START ENTRIES SHOWN

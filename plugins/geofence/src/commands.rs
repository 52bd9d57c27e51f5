use geofence_core::{CallbackHandles, Coordinate, EventSet, GeoRegion, RegionError};
use serde::de::DeserializeOwned;
use serde::Deserialize;
use serde_json::Value;

use crate::error::{BridgeError, Result};

/// Method names accepted on the command channel.
pub mod methods {
    pub const ADD_REGION: &str = "addRegion";
    pub const REMOVE_REGION: &str = "removeRegion";
    pub const REMOVE_REGIONS: &str = "removeRegions";
    pub const GET_USER_LOCATION: &str = "getUserLocation";
    pub const START_LISTENING: &str = "startListeningForLocationChanges";
    pub const STOP_LISTENING: &str = "stopListeningForLocationChanges";
    pub const REQUEST_PERMISSIONS: &str = "requestPermissions";
    pub const INITIALIZE_BACKGROUND: &str = "initializeBackground";
    pub const BACKGROUND_INITIALIZED: &str = "backgroundInitializedAck";

    pub const LEGACY_START_BACKGROUND_ISOLATE: &str = "Geofence#startBackgroundIsolate";
    pub const LEGACY_BACKGROUND_INITIALIZED: &str = "GeofenceBackground#initialized";
}

/// Arguments of `addRegion` and `removeRegion`.
#[derive(Debug, Clone, Deserialize)]
pub struct RegionArgs {
    pub id: String,
    #[serde(default)]
    pub radius: Option<f64>,
    pub lat: f64,
    pub lng: f64,
    #[serde(default)]
    pub event: Option<String>,
}

impl RegionArgs {
    pub fn into_region(self, default_radius: f64) -> std::result::Result<GeoRegion, RegionError> {
        let center = Coordinate::new(self.lat, self.lng)?;
        let events = match self.event.as_deref() {
            Some(selector) => EventSet::from_selector(selector),
            None => EventSet::BOTH,
        };
        GeoRegion::new(
            self.id,
            self.radius.unwrap_or(default_radius),
            center,
            events,
        )
    }
}

#[derive(Debug, Deserialize)]
#[serde(rename_all = "camelCase")]
struct InitializeArgs {
    plugin_callback_handle: i64,
    geofence_user_callback_handle: i64,
}

/// A decoded bridge call.
#[derive(Debug, Clone, PartialEq)]
pub enum Command {
    AddRegion(GeoRegion),
    RemoveRegion(String),
    RemoveRegions,
    GetUserLocation,
    StartListening,
    StopListening,
    RequestPermissions,
    InitializeBackground(CallbackHandles),
    BackgroundInitialized,
}

impl Command {
    /// Decodes `method` and its arguments. Argument-less commands ignore
    /// whatever they are given.
    pub fn parse(method: &str, args: Value, default_radius: f64) -> Result<Self> {
        use methods::*;

        let command = match method {
            ADD_REGION => {
                let region = parse_args::<RegionArgs>(method, args)?
                    .into_region(default_radius)
                    .map_err(|e| BridgeError::invalid(method, e))?;
                Command::AddRegion(region)
            }
            REMOVE_REGION => {
                let region = parse_args::<RegionArgs>(method, args)?
                    .into_region(default_radius)
                    .map_err(|e| BridgeError::invalid(method, e))?;
                Command::RemoveRegion(region.id().to_string())
            }
            REMOVE_REGIONS => Command::RemoveRegions,
            GET_USER_LOCATION => Command::GetUserLocation,
            START_LISTENING => Command::StartListening,
            STOP_LISTENING => Command::StopListening,
            REQUEST_PERMISSIONS => Command::RequestPermissions,
            INITIALIZE_BACKGROUND | LEGACY_START_BACKGROUND_ISOLATE => {
                let args = parse_args::<InitializeArgs>(method, args)?;
                Command::InitializeBackground(CallbackHandles {
                    dispatcher: args.plugin_callback_handle,
                    user_callback: args.geofence_user_callback_handle,
                })
            }
            BACKGROUND_INITIALIZED | LEGACY_BACKGROUND_INITIALIZED => {
                Command::BackgroundInitialized
            }
            other => return Err(BridgeError::NotImplemented(other.to_string())),
        };
        Ok(command)
    }
}

fn parse_args<T: DeserializeOwned>(method: &str, args: Value) -> Result<T> {
    serde_json::from_value(args).map_err(|e| BridgeError::invalid(method, e))
}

END ENTRIES SHOWN

● **WHAT YOU HAVE TO DO**:
A single number is required: the count of lines in the records that include the string "derive".

● **TASK ANSWER**:
3